→ Stored data
____________

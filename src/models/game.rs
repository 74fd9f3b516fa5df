use chrono::{DateTime, Utc};
use serde::{Deserialize, Serialize};
use std::fmt;

use super::chat::ChatMessage;
use super::config::{MAX_SEATS, MIN_SEATS};
use super::night::NightActionRequest;
use super::seat::Seat;
use super::swap::SwapRequest;
use super::vote::{VoteRecord, Voting};

#[derive(Debug, Clone, Copy, PartialEq, Eq, Serialize, Deserialize)]
#[serde(rename_all = "SCREAMING_SNAKE_CASE")]
pub enum GamePhase {
    Setup,      // ゲーム開始前
    Night,      // 夜フェーズ
    Day,        // 昼フェーズ
    Nomination, // 提名フェーズ
    Voting,     // 投票フェーズ
}

impl fmt::Display for GamePhase {
    fn fmt(&self, f: &mut fmt::Formatter<'_>) -> fmt::Result {
        match self {
            GamePhase::Setup => write!(f, "Setup"),
            GamePhase::Night => write!(f, "Night"),
            GamePhase::Day => write!(f, "Day"),
            GamePhase::Nomination => write!(f, "Nomination"),
            GamePhase::Voting => write!(f, "Voting"),
        }
    }
}

#[derive(Debug, Clone, Copy, PartialEq, Eq, Default, Serialize, Deserialize)]
pub struct RoundInfo {
    pub day_count: u32,
    pub night_count: u32,
    pub nomination_count: u32,
    pub total_rounds: u32,
}

#[derive(Debug, Clone, Copy, PartialEq, Eq, Serialize, Deserialize)]
#[serde(rename_all = "SCREAMING_SNAKE_CASE")]
pub enum Winner {
    Good,
    Evil,
}

#[derive(Debug, Clone, PartialEq, Serialize, Deserialize)]
pub struct GameOverState {
    pub is_over: bool,
    pub winner: Option<Winner>,
    pub reason: String,
}

impl Default for GameOverState {
    fn default() -> Self {
        GameOverState {
            is_over: false,
            winner: None,
            reason: String::new(),
        }
    }
}

#[derive(Debug, Clone, Copy, PartialEq, Eq, Serialize, Deserialize)]
#[serde(rename_all = "snake_case")]
pub enum SuggestedAction {
    MarkDead,
    EndGame,
}

/// 死亡が引き起こす連鎖イベント。説書人が confirm / skip するまで保留される
#[derive(Debug, Clone, PartialEq, Serialize, Deserialize)]
pub struct ChainReactionEvent {
    pub id: String,
    pub title: String,
    pub message: String,
    pub affected_seat_ids: Vec<usize>,
    pub suggested_action: SuggestedAction,
    #[serde(skip_serializing_if = "Option::is_none")]
    pub data: Option<serde_json::Value>,
}

impl ChainReactionEvent {
    pub fn new(
        title: impl Into<String>,
        message: impl Into<String>,
        affected_seat_ids: Vec<usize>,
        suggested_action: SuggestedAction,
    ) -> Self {
        ChainReactionEvent {
            id: uuid::Uuid::new_v4().to_string(),
            title: title.into(),
            message: message.into(),
            affected_seat_ids,
            suggested_action,
            data: None,
        }
    }
}

#[derive(Debug, Clone, PartialEq, Serialize, Deserialize)]
pub struct StorytellerNote {
    pub id: String,
    pub content: String,
    pub timestamp: DateTime<Utc>,
}

/// ルームごとに一つだけ存在する集約。エンジンの操作以外から変更してはならない
#[derive(Debug, Clone, PartialEq, Serialize, Deserialize)]
pub struct GameState {
    pub room_id: String,
    pub script_id: String,
    pub phase: GamePhase,
    pub round_info: RoundInfo,
    pub allow_whispers: bool,
    pub seats: Vec<Seat>,
    pub messages: Vec<ChatMessage>,
    pub game_over: GameOverState,

    // 夜の進行
    pub night_queue: Vec<String>,
    pub night_current_index: i32, // -1 = 未開始
    pub night_action_requests: Vec<NightActionRequest>,

    // 投票
    pub voting: Option<Voting>,
    pub vote_history: Vec<VoteRecord>,

    // 保留中の確認事項
    pub pending_chain_events: Vec<ChainReactionEvent>,
    pub swap_requests: Vec<SwapRequest>,

    pub storyteller_notes: Vec<StorytellerNote>,
}

impl GameState {
    /// 座席数は [MIN_SEATS, MAX_SEATS] に収める
    pub fn new(room_id: impl Into<String>, seat_count: usize) -> Self {
        let seat_count = seat_count.clamp(MIN_SEATS, MAX_SEATS);
        GameState {
            room_id: room_id.into(),
            script_id: "tb".to_string(),
            phase: GamePhase::Setup,
            round_info: RoundInfo::default(),
            allow_whispers: false,
            seats: (0..seat_count).map(Seat::vacant).collect(),
            messages: Vec::new(),
            game_over: GameOverState::default(),
            night_queue: Vec::new(),
            night_current_index: -1,
            night_action_requests: Vec::new(),
            voting: None,
            vote_history: Vec::new(),
            pending_chain_events: Vec::new(),
            swap_requests: Vec::new(),
            storyteller_notes: Vec::new(),
        }
    }

    pub fn seat(&self, seat_id: usize) -> Option<&Seat> {
        self.seats.get(seat_id)
    }

    pub fn seat_mut(&mut self, seat_id: usize) -> Option<&mut Seat> {
        self.seats.get_mut(seat_id)
    }

    pub fn seat_of_user(&self, user_id: &str) -> Option<&Seat> {
        self.seats.iter().find(|s| s.user_id.as_deref() == Some(user_id))
    }

    pub fn seat_of_user_mut(&mut self, user_id: &str) -> Option<&mut Seat> {
        self.seats.iter_mut().find(|s| s.user_id.as_deref() == Some(user_id))
    }

    /// 生存者数 = 占有されていて死亡していない座席の数
    pub fn alive_count(&self) -> usize {
        self.seats.iter().filter(|s| s.is_alive_occupant()).count()
    }

    pub fn push_system_message(&mut self, content: impl Into<String>) {
        self.messages.push(ChatMessage::system(content));
    }

    pub fn pending_night_requests(&self) -> impl Iterator<Item = &NightActionRequest> {
        self.night_action_requests
            .iter()
            .filter(|r| r.status == super::night::RequestStatus::Pending)
    }
}

impl fmt::Display for GameState {
    fn fmt(&self, f: &mut fmt::Formatter<'_>) -> fmt::Result {
        write!(
            f,
            "GameState {{ room_id: {}, phase: {:?}, seats: {}, alive: {}, round: {:?} }}",
            self.room_id,
            self.phase,
            self.seats.len(),
            self.alive_count(),
            self.round_info
        )
    }
}

#[cfg(test)]
mod tests {
    use super::*;

    #[test]
    fn new_game_seat_invariants() {
        for n in MIN_SEATS..=MAX_SEATS {
            let state = GameState::new("1234", n);
            assert_eq!(state.seats.len(), n);
            for (i, seat) in state.seats.iter().enumerate() {
                assert_eq!(seat.id, i);
                assert!(seat.user_id.is_none());
                assert!(!seat.is_dead);
                assert!(seat.has_ghost_vote);
                assert!(seat.real_role_id.is_none());
                assert!(seat.seen_role_id.is_none());
            }
        }
    }

    #[test]
    fn seat_count_is_clamped() {
        assert_eq!(GameState::new("r", 1).seats.len(), MIN_SEATS);
        assert_eq!(GameState::new("r", 99).seats.len(), MAX_SEATS);
    }

    #[test]
    fn alive_count_ignores_empty_seats() {
        let mut state = GameState::new("r", 7);
        assert_eq!(state.alive_count(), 0);
        state.seats[0].user_id = Some("u1".to_string());
        state.seats[1].seat_virtual_player();
        state.seats[2].user_id = Some("u2".to_string());
        state.seats[2].is_dead = true;
        assert_eq!(state.alive_count(), 2);
    }
}
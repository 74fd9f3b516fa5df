//! 終末時計投票。説書人が時計の針を回し、座席が挙手し、閉票で記録が残る

use chrono::Utc;

use crate::engine::{game_over, phase, Actor, Engine};
use crate::models::game::GameState;
use crate::models::vote::{required_votes, VoteRecord, VoteResult, Voting};

/// 開票。被提名者は占有された生存座席でなければならない
pub fn start_vote(state: &mut GameState, nominator_seat_id: Option<usize>, nominee_seat_id: usize) {
    if state.game_over.is_over || state.voting.is_some() {
        return;
    }
    let Some(nominee) = state.seat(nominee_seat_id) else {
        return;
    };
    if !nominee.is_alive_occupant() {
        return;
    }
    for seat in &mut state.seats {
        seat.is_hand_raised = false;
        seat.vote_locked = false;
    }
    state.voting = Some(Voting::open(nominator_seat_id, nominee_seat_id, state.seats.len()));

    let name = state.seats[nominee_seat_id].user_name.clone();
    state.push_system_message(format!("{name} has been nominated"));
}

/// 死亡座席は幽霊票が残っている間だけ挙手できる
pub fn toggle_hand(state: &mut GameState, actor: &Actor, seat_id: usize) {
    let Some(voting) = state.voting.as_ref() else {
        return;
    };
    if !voting.is_open {
        return;
    }
    let Some(seat) = state.seat(seat_id) else {
        return;
    };
    let owns_seat = seat.user_id.as_deref() == Some(actor.user_id.as_str());
    if !owns_seat && !actor.is_storyteller {
        return;
    }
    if !seat.is_occupied() || seat.vote_locked {
        return;
    }
    if seat.is_dead && !seat.has_ghost_vote {
        return;
    }

    let raised = {
        let seat = &mut state.seats[seat_id];
        seat.is_hand_raised = !seat.is_hand_raised;
        seat.is_hand_raised
    };
    if let Some(voting) = state.voting.as_mut() {
        if raised {
            voting.votes.push(seat_id);
        } else {
            voting.votes.retain(|id| *id != seat_id);
        }
    }
}

/// 針が離れた座席は挙手を確定（ロック）する。被提名者まで一周したら針を下ろす
pub fn next_clock_hand(state: &mut GameState) {
    let seat_count = state.seats.len();
    let Some(voting) = state.voting.as_mut() else {
        return;
    };
    let Some(current) = voting.clock_hand_seat_id else {
        return;
    };
    let nominee = voting.nominee_seat_id;
    let next = (current + 1) % seat_count;
    voting.clock_hand_seat_id = if next == (nominee + 1) % seat_count {
        None
    } else {
        Some(next)
    };
    if let Some(seat) = state.seat_mut(current) {
        seat.vote_locked = true;
    }
}

/// 閉票。記録を残し、死亡座席の使った幽霊票を消費する。
/// 処刑そのものは別途 toggleDead で確定する
pub fn close_vote(engine: &Engine, state: &mut GameState) {
    let Some(voting) = state.voting.take() else {
        return;
    };
    let votes = voting.votes.clone();
    let required = required_votes(state.alive_count());
    let result = if votes.len() >= required {
        VoteResult::Executed
    } else {
        VoteResult::Survived
    };

    // 挙手していた死亡座席は幽霊票を永久に失う
    for seat_id in &votes {
        if let Some(seat) = state.seat_mut(*seat_id) {
            if seat.is_dead {
                seat.has_ghost_vote = false;
            }
        }
    }

    state.vote_history.push(VoteRecord {
        round: state.round_info.day_count,
        nominator_seat_id: voting.nominator_seat_id,
        nominee_seat_id: voting.nominee_seat_id,
        vote_count: votes.len(),
        votes,
        timestamp: Utc::now(),
        result,
    });

    let name = state
        .seat(voting.nominee_seat_id)
        .map(|s| s.user_name.clone())
        .unwrap_or_else(|| format!("Seat {}", voting.nominee_seat_id + 1));
    let record = state.vote_history.last().map(|r| r.vote_count).unwrap_or(0);
    match result {
        VoteResult::Executed => state.push_system_message(format!(
            "{name} is to be executed ({record} votes, {required} required)"
        )),
        VoteResult::Survived => state.push_system_message(format!(
            "{name} survives the vote ({record} votes, {required} required)"
        )),
    }

    phase::clear_voting(state);
    game_over::evaluate_after_vote(engine, state);
}
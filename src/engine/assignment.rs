//! 役職の割り当て。偽装役職（酒鬼・狂人）は seen_role_id に偽の身分を入れる

use rand::seq::SliceRandom;
use rand::thread_rng;

use crate::engine::{Engine, EngineError};
use crate::models::game::GameState;
use crate::models::role::Team;
use crate::models::seat::Reminder;

/// `role_id = None` で役職を外す。すでに他の座席へ割り当て済みの役職は
/// 重複させず no-op とする
pub fn assign_role(
    engine: &Engine,
    state: &mut GameState,
    seat_id: usize,
    role_id: Option<&str>,
) -> Result<(), EngineError> {
    let Some(role_id) = role_id else {
        if let Some(seat) = state.seat_mut(seat_id) {
            seat.real_role_id = None;
            seat.seen_role_id = None;
            seat.has_used_ability = false;
            seat.statuses.clear();
            seat.reminders.clear();
        }
        return Ok(());
    };

    let role = engine
        .catalog()
        .role(role_id)
        .ok_or_else(|| EngineError::UnknownRole(role_id.to_string()))?
        .clone();

    // 一意性ガード: 他の座席がすでにこの役職を持っている場合は無視
    let taken_elsewhere = state
        .seats
        .iter()
        .any(|s| s.id != seat_id && s.real_role_id.as_deref() == Some(role_id));
    if taken_elsewhere {
        return Ok(());
    }

    let seen_role_id = seen_role_for(engine, state, seat_id, role_id);

    if let Some(seat) = state.seat_mut(seat_id) {
        seat.real_role_id = Some(role_id.to_string());
        seat.seen_role_id = seen_role_id;
        seat.has_used_ability = false;
        seat.statuses.clear();
        seat.reminders = role
            .reminders
            .iter()
            .map(|text| Reminder::new(seat_id, text.clone(), role_id))
            .collect();
    }
    Ok(())
}

/// 偽装役職の見かけの身分を決める。決定的に選ぶ:
/// 酒鬼 → スクリプト順で最初の未使用 TOWNSFOLK、狂人 → スクリプトのデーモン
fn seen_role_for(
    engine: &Engine,
    state: &GameState,
    seat_id: usize,
    role_id: &str,
) -> Option<String> {
    match role_id {
        "drunk" => {
            let in_use: Vec<&str> = state
                .seats
                .iter()
                .filter(|s| s.id != seat_id)
                .filter_map(|s| s.real_role_id.as_deref())
                .collect();
            engine
                .catalog()
                .townsfolk_in_script(&state.script_id)
                .into_iter()
                .find(|id| !in_use.contains(id))
                .map(str::to_string)
                // スクリプトが枯れている場合でも何かは見せる
                .or_else(|| Some("washerwoman".to_string()))
        }
        "lunatic" => engine
            .catalog()
            .first_demon_in_script(&state.script_id)
            .map(str::to_string),
        _ => Some(role_id.to_string()),
    }
}

/// 人数ごとの標準構成（townsfolk, outsider, minion, demon）
pub fn standard_composition(player_count: usize) -> (usize, usize, usize, usize) {
    match player_count {
        0..=5 => (3, 0, 1, 1),
        6 => (3, 1, 1, 1),
        7 => (5, 0, 1, 1),
        8 => (5, 1, 1, 1),
        9 => (5, 2, 1, 1),
        10 => (7, 0, 2, 1),
        11 => (7, 1, 2, 1),
        12 => (7, 2, 2, 1),
        13 => (9, 0, 3, 1),
        14 => (9, 1, 3, 1),
        _ => (9, 2, 3, 1),
    }
}

/// 占有されている座席へスクリプトから自動で役職を配る
pub fn distribute_roles(engine: &Engine, state: &mut GameState) {
    let occupied: Vec<usize> = state
        .seats
        .iter()
        .filter(|s| s.is_occupied())
        .map(|s| s.id)
        .collect();
    if occupied.len() < 5 {
        state.push_system_message("Not enough players to distribute roles (5 required)");
        return;
    }

    let Some(script) = engine.catalog().script(&state.script_id) else {
        return;
    };

    let mut by_team: [Vec<&str>; 4] = Default::default();
    for role_id in &script.roles {
        let Some(role) = engine.catalog().role(role_id) else {
            continue;
        };
        let bucket = match role.team {
            Team::Townsfolk => 0,
            Team::Outsider => 1,
            Team::Minion => 2,
            Team::Demon => 3,
            _ => continue,
        };
        by_team[bucket].push(role.id.as_str());
    }

    let (townsfolk, outsiders, minions, demons) = standard_composition(occupied.len());
    let mut rng = thread_rng();
    let mut picked: Vec<String> = Vec::with_capacity(occupied.len());
    for (bucket, count) in [(0, townsfolk), (1, outsiders), (2, minions), (3, demons)] {
        let mut pool = by_team[bucket].clone();
        pool.shuffle(&mut rng);
        picked.extend(pool.into_iter().take(count).map(str::to_string));
    }
    picked.shuffle(&mut rng);

    // 既存の割り当てを消してから配る
    for seat in &mut state.seats {
        seat.real_role_id = None;
        seat.seen_role_id = None;
        seat.reminders.clear();
        seat.statuses.clear();
        seat.has_used_ability = false;
    }
    for (seat_id, role_id) in occupied.iter().zip(picked) {
        // カタログ由来の役職IDなので失敗しない
        let _ = assign_role(engine, state, *seat_id, Some(&role_id));
    }

    let count = occupied.len();
    state.push_system_message(format!("Roles distributed to {count} players"));
}
use crate::routes;
use crate::state::AppState;
use axum::Router;

pub fn create_app() -> Router {
    let state = AppState::new();
    create_app_with_state(state)
}

pub fn create_app_with_state(state: AppState) -> Router {
    routes::create_routes(state)
}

____________

Word for word, output the lines of the data from its first line through the line where "Nomination, // 提名フェーズ" appears, and stop there.

→ Output for this exercise
filename src/models/game.rs
repository 74fd9f3b516fa5df
use chrono::{DateTime, Utc};
use serde::{Deserialize, Serialize};
use std::fmt;

use super::chat::ChatMessage;
use super::config::{MAX_SEATS, MIN_SEATS};
use super::night::NightActionRequest;
use super::seat::Seat;
use super::swap::SwapRequest;
use super::vote::{VoteRecord, Voting};

#[derive(Debug, Clone, Copy, PartialEq, Eq, Serialize, Deserialize)]
#[serde(rename_all = "SCREAMING_SNAKE_CASE")]
pub enum GamePhase {
    Setup,      // ゲーム開始前
    Night,      // 夜フェーズ
    Day,        // 昼フェーズ
    Nomination, // 提名フェーズ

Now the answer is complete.